La pensée s'"écarte pour revenir". L'être pensant est parti, par faim, et revient, joyeux. La pensée est un assaut. La curiosité, c'est être à l'affût. C'est tout le corps qui est curieux, c'est tout le corps qui pense (Spinoza hante ce livre). Le corps était curieux "avant même que l'âme y commence son séjour".
Chez les chamanes, il y a cette notion de voyage et de retour. L'âme du chamane s'en va et le tambour la ramène à la terre et au corps.
Thésée part tuer le sauvage, le minotaure, dans le dédale, et revient par un fil, celui de sa muse Ariane. Un fil de pensée.
La chasse est la première forme du social. Ce n'est pas un "contrat" qui nous a lié, mais la nécessité de trouver à manger pour le soir même, traqués et chasseurs, passant alliance avec les loups qui nous ont enseigné l'art du rabattage. C'est la chasse qui a abouti au langage et à la pensée.

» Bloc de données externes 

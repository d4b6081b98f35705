use std::fmt;
use std::str::FromStr;

use crate::error::ModelError;

/// Field a sort key compares on.
#[derive(Debug, Clone, Copy, PartialEq, Eq)]
pub enum SortField {
    ReleaseDate,
    Rating,
}

/// Direction of a sort key.
#[derive(Debug, Clone, Copy, PartialEq, Eq)]
pub enum SortOrder {
    Ascending,
    Descending,
}

/// User-selectable ordering of the filtered collection.
///
/// `None` preserves fetch order; the other keys pair a [`SortField`] with a
/// [`SortOrder`].
#[derive(Debug, Clone, Copy, PartialEq, Eq, Default)]
#[cfg_attr(feature = "serde", derive(serde::Serialize, serde::Deserialize))]
#[cfg_attr(feature = "serde", serde(rename_all = "snake_case"))]
pub enum SortKey {
    #[default]
    None,
    ReleaseDateAsc,
    ReleaseDateDesc,
    RatingAsc,
    RatingDesc,
}

impl SortKey {
    pub fn all() -> &'static [SortKey] {
        use SortKey::*;
        &[None, ReleaseDateAsc, ReleaseDateDesc, RatingAsc, RatingDesc]
    }

    /// The compared field, or `Option::None` for the order-preserving key.
    pub fn field(&self) -> Option<SortField> {
        match self {
            SortKey::None => Option::None,
            SortKey::ReleaseDateAsc | SortKey::ReleaseDateDesc => {
                Some(SortField::ReleaseDate)
            }
            SortKey::RatingAsc | SortKey::RatingDesc => Some(SortField::Rating),
        }
    }

    pub fn order(&self) -> SortOrder {
        match self {
            SortKey::ReleaseDateDesc | SortKey::RatingDesc => {
                SortOrder::Descending
            }
            _ => SortOrder::Ascending,
        }
    }

    pub fn label(&self) -> &'static str {
        match self {
            SortKey::None => "Sort By",
            SortKey::ReleaseDateAsc => "Release Date (Asc)",
            SortKey::ReleaseDateDesc => "Release Date (Desc)",
            SortKey::RatingAsc => "Rating (Asc)",
            SortKey::RatingDesc => "Rating (Desc)",
        }
    }

    pub fn api_name(&self) -> &'static str {
        match self {
            SortKey::None => "none",
            SortKey::ReleaseDateAsc => "release_date_asc",
            SortKey::ReleaseDateDesc => "release_date_desc",
            SortKey::RatingAsc => "rating_asc",
            SortKey::RatingDesc => "rating_desc",
        }
    }

    /// The key after `self` in selector order, wrapping around.
    pub fn next(self) -> SortKey {
        let all = Self::all();
        let idx = all.iter().position(|key| *key == self).unwrap_or(0);
        all[(idx + 1) % all.len()]
    }

    /// The key before `self` in selector order, wrapping around.
    pub fn prev(self) -> SortKey {
        let all = Self::all();
        let idx = all.iter().position(|key| *key == self).unwrap_or(0);
        all[(idx + all.len() - 1) % all.len()]
    }
}

impl fmt::Display for SortKey {
    fn fmt(&self, f: &mut fmt::Formatter<'_>) -> fmt::Result {
        write!(f, "{}", self.api_name())
    }
}

impl FromStr for SortKey {
    type Err = ModelError;

    fn from_str(value: &str) -> Result<Self, Self::Err> {
        match value {
            "none" => Ok(SortKey::None),
            "release_date_asc" => Ok(SortKey::ReleaseDateAsc),
            "release_date_desc" => Ok(SortKey::ReleaseDateDesc),
            "rating_asc" => Ok(SortKey::RatingAsc),
            "rating_desc" => Ok(SortKey::RatingDesc),
            other => Err(ModelError::UnknownSortKey(other.to_string())),
        }
    }
}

Les premières lectures sont celles des signes laissés par les proies. Ainsi lire est une chasse. "La lecture se précéda elle-même durant des millénaires d'enquête sur des traces des proies qui fuient l'approche pour se soustraire au combat mortel".
L'art oratoire est une ruse de chasse et suppose le camouflage, et Cicéron l'enseigne comme tel.
Lire, c'est entrer dans une nature, bondir dans une fiction, et en devenir une part. Construire une phrase est une chasse. Avec Quignard on est loin du béni oui oui et de l'écriture inclusive, pour sûr.
La pensée vient se loger dans du vide, aussi. Occuper un vide. C'est ainsi que l'on parle d'inspiration. C'est le souffle. Ceci nous ramène au premier souffle, qui emplit les poumons du nouveau né. Celui de la naissance,, de la venue ici-bas. La pensée a aussi partie liée avec ce. traumatisme. "Le mot psyché en grec veut dire souffle". Elle vient en effet faire effraction dans un lieu vide. C'est ainsi que la pensée aime "le difficile, car plus c'est difficile, moins ça abandonne" (les lecteurs passionnés comprendront Quignard). Le fil d'Ariane alors c'est la voix de la mère, qui nous enveloppe. Toute pensée s'origine dans le chant de cette sirène. Quand nous disons que nous ne pensons à rien, cette voix est en nous.
Penser est asocial, penser exile, penser suppose de rompre. Penser n'est pas continuité, penser est bondir. Alors on est puni, comme Socrate. Mais il ne se défend pas, il sait que cette pensée est sacrée, qu'elle ne lui appartient pas, qu'elle est comme un démon en lui. Cette pensée venue du "premier royaume". In utero et pas dans le ciel des idées. Jeanne d'Arc aussi préfère brûler que de renier ses voix. Platon dit que l'on peut connaître en retrouvant un savoir originel.
Mais le penseur chasseur et proie possible a besoin d'un refuge. Car penser fait oublier le temps et obère toute vigilance à l'égard des prédateurs. "Il faut que le corps s'oublie afin de penser". Donc le penseur a besoin d'un recoin. Il s'isole. Pour les taoïstes, ne pas être important en ce monde est une vertu. C'est à ce prix qu'il est possible de penser.